I suddenly understood one of the reasons I was struggling to accept Noah's "situation". Despite the fact that I've spent the last however many months fighting for people to listen to me, to just believe me when I thought there was something wrong.
And I understood even more when my doubts about Isaac were also realised.
I had questioned Isaac's growth rates since he was about 4 months old. He's been dropping through his centiles and pretty much flat-lining; his growth and gain has been minimal. And I mentioned this to the HV, almost regularly. Pretty much every time I took him to clinic. And it was the same response as with Noah's speech. "No no, he's fine, it's just because of *insert excuse here*, there's nothing wrong."
How many times did I continue to push my thoughts on the professionals because I was convinced something was wrong? How many times did I say that I wasn't convinced everything was ok, that a gut feeling, an "instinct", if you will, was telling me something wasn't right? And yet, repeatedly they told me to stop worrying about it? There's nothing to worry about, it's all fine?
Every day, at some point, three words slip from my mind to my mouth, but I never say them aloud because I don't actually want to say them.
Told. You. So.
I hate that I was right. Yes I wanted to find out what was wrong, I still wanted to be proved wrong so as not to be plunged into this eternal nightmare. Because now, all my other unspoken fears play at the forefront of my mind. Again.

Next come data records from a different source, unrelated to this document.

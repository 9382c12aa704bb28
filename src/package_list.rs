//! Flattened, deduplicated package lists.
//!
//! Categories keep the order in which they were first seen. Every identifier
//! appears at most once across the whole list; when the same identifier shows
//! up again (in the same or another category) the first occurrence wins.

use std::collections::HashSet;

use serde::Serialize;

use crate::package_set::{Category, PackageSet};

#[derive(Debug, Clone, Default, PartialEq, Eq, Serialize)]
pub struct ResolvedPackageList {
    categories: Vec<Category>,
    #[serde(skip)]
    seen: HashSet<String>,
}

impl ResolvedPackageList {
    pub fn new() -> Self {
        Self::default()
    }

    /// Append packages to a category, creating it at the end if needed.
    ///
    /// Identifiers already present anywhere in the list are skipped, and a
    /// category that would stay empty is not created.
    pub fn extend_category<I, S>(&mut self, name: &str, packages: I)
    where
        I: IntoIterator<Item = S>,
        S: Into<String>,
    {
        let mut fresh = Vec::new();
        for package in packages {
            let package = package.into();
            if self.seen.insert(package.clone()) {
                fresh.push(package);
            }
        }
        if fresh.is_empty() {
            return;
        }

        match self.categories.iter_mut().find(|c| c.name == name) {
            Some(category) => category.packages.extend(fresh),
            None => self.categories.push(Category::new(name, fresh)),
        }
    }

    /// Merge every category of a package set into the list
    pub fn merge_set(&mut self, set: &PackageSet) {
        for category in &set.categories {
            self.extend_category(&category.name, category.packages.iter().cloned());
        }
    }

    /// Drop the given identifiers from every category.
    ///
    /// Categories left empty are removed.
    pub fn subtract<S: AsRef<str>>(&mut self, removals: &[S]) {
        let removals: HashSet<&str> = removals.iter().map(|r| r.as_ref()).collect();
        for category in &mut self.categories {
            category.packages.retain(|p| !removals.contains(p.as_str()));
        }
        self.categories.retain(|c| !c.packages.is_empty());
        self.seen.retain(|p| !removals.contains(p.as_str()));
    }

    pub fn categories(&self) -> &[Category] {
        &self.categories
    }

    pub fn category(&self, name: &str) -> Option<&[String]> {
        self.categories
            .iter()
            .find(|c| c.name == name)
            .map(|c| c.packages.as_slice())
    }

    /// All identifiers in category order
    pub fn packages(&self) -> impl Iterator<Item = &str> {
        self.categories
            .iter()
            .flat_map(|c| c.packages.iter().map(String::as_str))
    }

    pub fn contains(&self, package: &str) -> bool {
        self.seen.contains(package)
    }

    pub fn len(&self) -> usize {
        self.seen.len()
    }

    pub fn is_empty(&self) -> bool {
        self.seen.is_empty()
    }
}

/// Merge package sets in order into a single list
pub fn merge_sets<'a>(sets: impl IntoIterator<Item = &'a PackageSet>) -> ResolvedPackageList {
    let mut list = ResolvedPackageList::new();
    for set in sets {
        list.merge_set(set);
    }
    list
}

#[cfg(test)]
mod tests {
    use super::*;
    use std::path::Path;

    fn set(yaml: &str) -> PackageSet {
        PackageSet::from_yaml_str(yaml, Path::new("test.yml")).unwrap()
    }

    #[test]
    fn test_merge_concatenates_per_category() {
        let sway = set("metadata: {name: sway, type: window-manager}\ncore: [sway, waybar]\nterminals: [foot]\n");
        let base = set("metadata: {name: base, type: common}\ncore: [bash, coreutils]\n");

        let list = merge_sets([&sway, &base]);
        assert_eq!(list.category("core").unwrap(), ["sway", "waybar", "bash", "coreutils"]);
        assert_eq!(list.category("terminals").unwrap(), ["foot"]);
        let names: Vec<_> = list.categories().iter().map(|c| c.name.as_str()).collect();
        assert_eq!(names, vec!["core", "terminals"]);
    }

    #[test]
    fn test_cross_set_duplicates_keep_first() {
        let a = set("metadata: {name: a, type: window-manager}\ncore: [sway, foot]\n");
        let b = set("metadata: {name: b, type: common}\ncore: [bash, sway]\n");
        let list = merge_sets([&a, &b]);
        assert_eq!(list.category("core").unwrap(), ["sway", "foot", "bash"]);
        assert_eq!(list.len(), 3);
    }

    #[test]
    fn test_first_seen_category_wins() {
        let a = set("metadata: {name: a, type: window-manager}\nterminals: [foot]\n");
        let b = set("metadata: {name: b, type: common}\ncore: [bash, foot]\n");
        let list = merge_sets([&a, &b]);
        assert_eq!(list.category("terminals").unwrap(), ["foot"]);
        assert_eq!(list.category("core").unwrap(), ["bash"]);
    }

    #[test]
    fn test_subtract_removes_everywhere() {
        let mut list = ResolvedPackageList::new();
        list.extend_category("core", ["sway", "bash", "coreutils"]);
        list.extend_category("shells", ["bash", "zsh"]);
        list.extend_category("only", ["bash"]);

        list.subtract(&["bash"]);
        assert_eq!(list.category("core").unwrap(), ["sway", "coreutils"]);
        assert_eq!(list.category("shells").unwrap(), ["zsh"]);
        assert!(list.category("only").is_none());
        assert!(!list.contains("bash"));
        assert_eq!(list.len(), 3);
    }

    #[test]
    fn test_packages_iterates_in_order() {
        let mut list = ResolvedPackageList::new();
        list.extend_category("b", ["2", "3"]);
        list.extend_category("a", ["1"]);
        list.extend_category("b", ["4"]);
        assert_eq!(list.packages().collect::<Vec<_>>(), vec!["2", "3", "4", "1"]);
    }

    #[test]
    fn test_empty_list() {
        let list = ResolvedPackageList::new();
        assert!(list.is_empty());
        assert_eq!(list.packages().count(), 0);
    }
}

And given that I had done everything within my power to not come across as a neurotic mother, labelling her kids with every god forsaken condition under the sun, I now start to wonder if my fears will be confirmed later on.

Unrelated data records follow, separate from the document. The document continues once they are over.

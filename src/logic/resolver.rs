//! Blueprint resolver
//!
//! Translates a blueprint into a concrete plan: which package sets apply,
//! the merged package list, the removal set, and the module steps.
//!
//! # Resolution Rules
//!
//! | Source                      | Contributes |
//! |-----------------------------|-------------|
//! | `desktop.window_manager`    | Window manager set, merged first |
//! | `desktop.desktop_environment` | Desktop environment set, merged first |
//! | `include_common`            | `common/base` merged next, `common/remove` added to removals |
//! | `packages` modules          | `install` merged last, `remove` added to removals |
//! | `systemd`/`files`/`script` modules | Carried through to the plan untouched |
//!
//! Removals are subtracted after everything is merged, so a removal always
//! wins over any source that installs the same identifier.

use serde::Serialize;
use tracing::{debug, info};

use crate::config_file::{
    BuildConfig, DesktopSelection, FileCopy, ImageConfig, ModuleConfig, PackagesModule,
};
use crate::error::Result;
use crate::package_list::ResolvedPackageList;
use crate::package_utils::dedup_preserving_order;
use crate::profiles::DistroProfile;
use crate::store::{COMMON_BASE, PackageStore};
use crate::types::SetKind;

/// Packages resolved for one selection
#[derive(Debug, Clone, Default, PartialEq, Serialize)]
pub struct PackageResolution {
    /// Sets that contributed, as `kind/name`
    pub sources: Vec<String>,
    pub packages: ResolvedPackageList,
    /// Identifiers to remove, in first-seen order
    pub removals: Vec<String>,
}

/// Everything the Containerfile generator needs
#[derive(Debug, Clone, PartialEq)]
pub struct ResolutionPlan {
    pub image: ImageConfig,
    pub profile: DistroProfile,
    pub resolution: PackageResolution,
    pub enable_units: Vec<String>,
    pub disable_units: Vec<String>,
    pub files: Vec<FileCopy>,
    pub scripts: Vec<String>,
}

impl ResolutionPlan {
    /// Base image reference, falling back to the profile default
    pub fn base_image(&self) -> &str {
        self.image
            .base
            .as_deref()
            .unwrap_or_else(|| self.profile.default_base_image())
    }
}

/// Resolve the package list for a desktop selection plus package modules.
///
/// Merge order: desktop selection, then `common/base` (when
/// `include_common`), then module packages. Duplicates keep their first
/// position.
pub fn resolve_packages(
    store: &PackageStore,
    desktop: &DesktopSelection,
    modules: &[ModuleConfig],
) -> Result<PackageResolution> {
    let selected = desktop.selected()?;

    let mut sources = Vec::new();
    let mut packages = ResolvedPackageList::new();
    let mut removals = Vec::new();

    if let Some((kind, name)) = selected {
        let set = store.load(kind, name)?;
        packages.merge_set(&set);
        sources.push(format!("{}/{}", kind, set.name));
    }

    if desktop.include_common {
        let base = store.load_common()?;
        packages.merge_set(&base);
        sources.push(format!("{}/{}", SetKind::Common, COMMON_BASE));
        removals.extend(store.load_removals()?);
    }

    for module in modules {
        if let ModuleConfig::Packages(m) = module {
            packages.extend_category(m.category(), m.install.iter().cloned());
            removals.extend(m.remove.iter().cloned());
        }
    }

    let removals = dedup_preserving_order(removals);
    packages.subtract(&removals);

    info!(
        "Resolved {} packages in {} categories from [{}], {} removals",
        packages.len(),
        packages.categories().len(),
        sources.join(", "),
        removals.len()
    );

    Ok(PackageResolution {
        sources,
        packages,
        removals,
    })
}

/// Resolve a validated blueprint into a full plan.
///
/// The distro profile is checked before any store document is read.
pub fn resolve(config: &BuildConfig, store: &PackageStore) -> Result<ResolutionPlan> {
    config.validate()?;
    let profile = DistroProfile::for_image_type(&config.image.image_type)?;
    debug!("Image type '{}' uses the {} profile", config.image.image_type, profile);

    let resolution = resolve_packages(store, &config.desktop, &config.modules)?;

    let mut enable_units = Vec::new();
    let mut disable_units = Vec::new();
    let mut files = Vec::new();
    let mut scripts = Vec::new();
    for module in &config.modules {
        match module {
            ModuleConfig::Packages(_) => {}
            ModuleConfig::Systemd(m) => {
                enable_units.extend(m.enable.iter().cloned());
                disable_units.extend(m.disable.iter().cloned());
            }
            ModuleConfig::Files(m) => files.extend(m.files.iter().cloned()),
            ModuleConfig::Script(m) => scripts.extend(m.run.iter().cloned()),
        }
    }

    Ok(ResolutionPlan {
        image: config.image.clone(),
        profile,
        resolution,
        enable_units: dedup_preserving_order(enable_units),
        disable_units: dedup_preserving_order(disable_units),
        files,
        scripts,
    })
}

/// Build the modules list for ad-hoc extra packages given on the command line
pub fn extra_packages_module(packages: Vec<String>) -> Option<ModuleConfig> {
    if packages.is_empty() {
        return None;
    }
    Some(ModuleConfig::Packages(PackagesModule {
        install: packages,
        ..Default::default()
    }))
}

That's not to say I want to label my children. I don't want anything to be wrong with them. Of course I damn well don't! I'd like two healthy, happy boys, who I can love and care for, and do everything and anything I can within my power to see to there wellbeing.
But I doubt myself now. All the time. I question my every damn thought. And it's starting to destroy me and my relationship with them. I find myself switching off to various things they do, because I feel like if I can't suggest something might be wrong, then I need to be impervious to it all.

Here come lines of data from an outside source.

//! Distro profiles.
//!
//! Each profile supplies the package-manager command templates for one
//! distribution family. Templates use `{packages}` as the placeholder for the
//! shell-quoted package identifiers.
//!
//! # Supported Families
//!
//! | Profile  | Image types | Package manager |
//! |----------|-------------|-----------------|
//! | Fedora   | fedora, fedora-bootc, silverblue, kinoite, centos, centos-stream, rhel, almalinux | dnf |
//! | Arch     | arch, archlinux | pacman |
//! | Debian   | debian, ubuntu | apt-get |
//! | OpenSuse | opensuse, tumbleweed | zypper |

use strum::{Display, EnumIter, EnumString};

use crate::error::{BootcraftError, Result};
use crate::package_utils::join_quoted;
use crate::types::PackageOp;

/// Placeholder substituted with the package identifiers
pub const PACKAGES_PLACEHOLDER: &str = "{packages}";

#[derive(Debug, Clone, Copy, PartialEq, Eq, Hash, EnumIter, EnumString, Display)]
#[strum(serialize_all = "lowercase")]
pub enum DistroProfile {
    Fedora,
    Arch,
    Debian,
    OpenSuse,
}

impl DistroProfile {
    /// Pick the profile for an image type (case-insensitive)
    pub fn for_image_type(image_type: &str) -> Result<Self> {
        match image_type.trim().to_ascii_lowercase().as_str() {
            "fedora" | "fedora-bootc" | "silverblue" | "kinoite" | "centos" | "centos-stream"
            | "rhel" | "almalinux" => Ok(DistroProfile::Fedora),
            "arch" | "archlinux" => Ok(DistroProfile::Arch),
            "debian" | "ubuntu" => Ok(DistroProfile::Debian),
            "opensuse" | "tumbleweed" => Ok(DistroProfile::OpenSuse),
            _ => Err(BootcraftError::UnsupportedDistro(image_type.to_string())),
        }
    }

    /// Command template for an abstract package operation
    pub fn template(&self, op: PackageOp) -> &'static str {
        match (self, op) {
            (DistroProfile::Fedora, PackageOp::Install) => "dnf -y install {packages}",
            (DistroProfile::Fedora, PackageOp::Remove) => "dnf -y remove {packages}",
            (DistroProfile::Fedora, PackageOp::Update) => "dnf -y upgrade",

            (DistroProfile::Arch, PackageOp::Install) => "pacman -Syu --noconfirm --needed {packages}",
            (DistroProfile::Arch, PackageOp::Remove) => "pacman -Rns --noconfirm {packages}",
            (DistroProfile::Arch, PackageOp::Update) => "pacman -Syu --noconfirm",

            (DistroProfile::Debian, PackageOp::Install) => {
                "apt-get update && apt-get install -y --no-install-recommends {packages}"
            }
            (DistroProfile::Debian, PackageOp::Remove) => "apt-get purge -y {packages}",
            (DistroProfile::Debian, PackageOp::Update) => "apt-get update && apt-get -y upgrade",

            (DistroProfile::OpenSuse, PackageOp::Install) => {
                "zypper --non-interactive install --no-recommends {packages}"
            }
            (DistroProfile::OpenSuse, PackageOp::Remove) => "zypper --non-interactive remove {packages}",
            (DistroProfile::OpenSuse, PackageOp::Update) => "zypper --non-interactive dup",
        }
    }

    /// Render a command, substituting the quoted package identifiers
    pub fn render<S: AsRef<str>>(&self, op: PackageOp, packages: &[S]) -> String {
        self.template(op)
            .replace(PACKAGES_PLACEHOLDER, &join_quoted(packages))
    }

    /// Cache cleanup run after package installation, if the family has one
    pub fn clean_command(&self) -> Option<&'static str> {
        match self {
            DistroProfile::Fedora => Some("dnf clean all"),
            DistroProfile::Arch => Some("yes | pacman -Scc"),
            DistroProfile::Debian => Some("apt-get clean && rm -rf /var/lib/apt/lists/*"),
            DistroProfile::OpenSuse => Some("zypper clean --all"),
        }
    }

    /// Base image used when the blueprint does not name one
    pub fn default_base_image(&self) -> &'static str {
        match self {
            DistroProfile::Fedora => "quay.io/fedora/fedora-bootc:latest",
            DistroProfile::Arch => "docker.io/archlinux/archlinux:latest",
            DistroProfile::Debian => "docker.io/library/debian:stable",
            DistroProfile::OpenSuse => "registry.opensuse.org/opensuse/tumbleweed:latest",
        }
    }
}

I hate myself for that. I hate not knowing how to deal with it all. I hate my current methods for dealing with it. I seem to have no happy medium; I have to go full force or else bury my head in the sand. Hide away and try everything I can to not just ignore a problem but ignore him entirely until I feel ready to fight again.
I swear to god. I hope, so badly, that in trying to give my kids the very best I can, I don't end up taking it all away from them. Because they only deserve the best.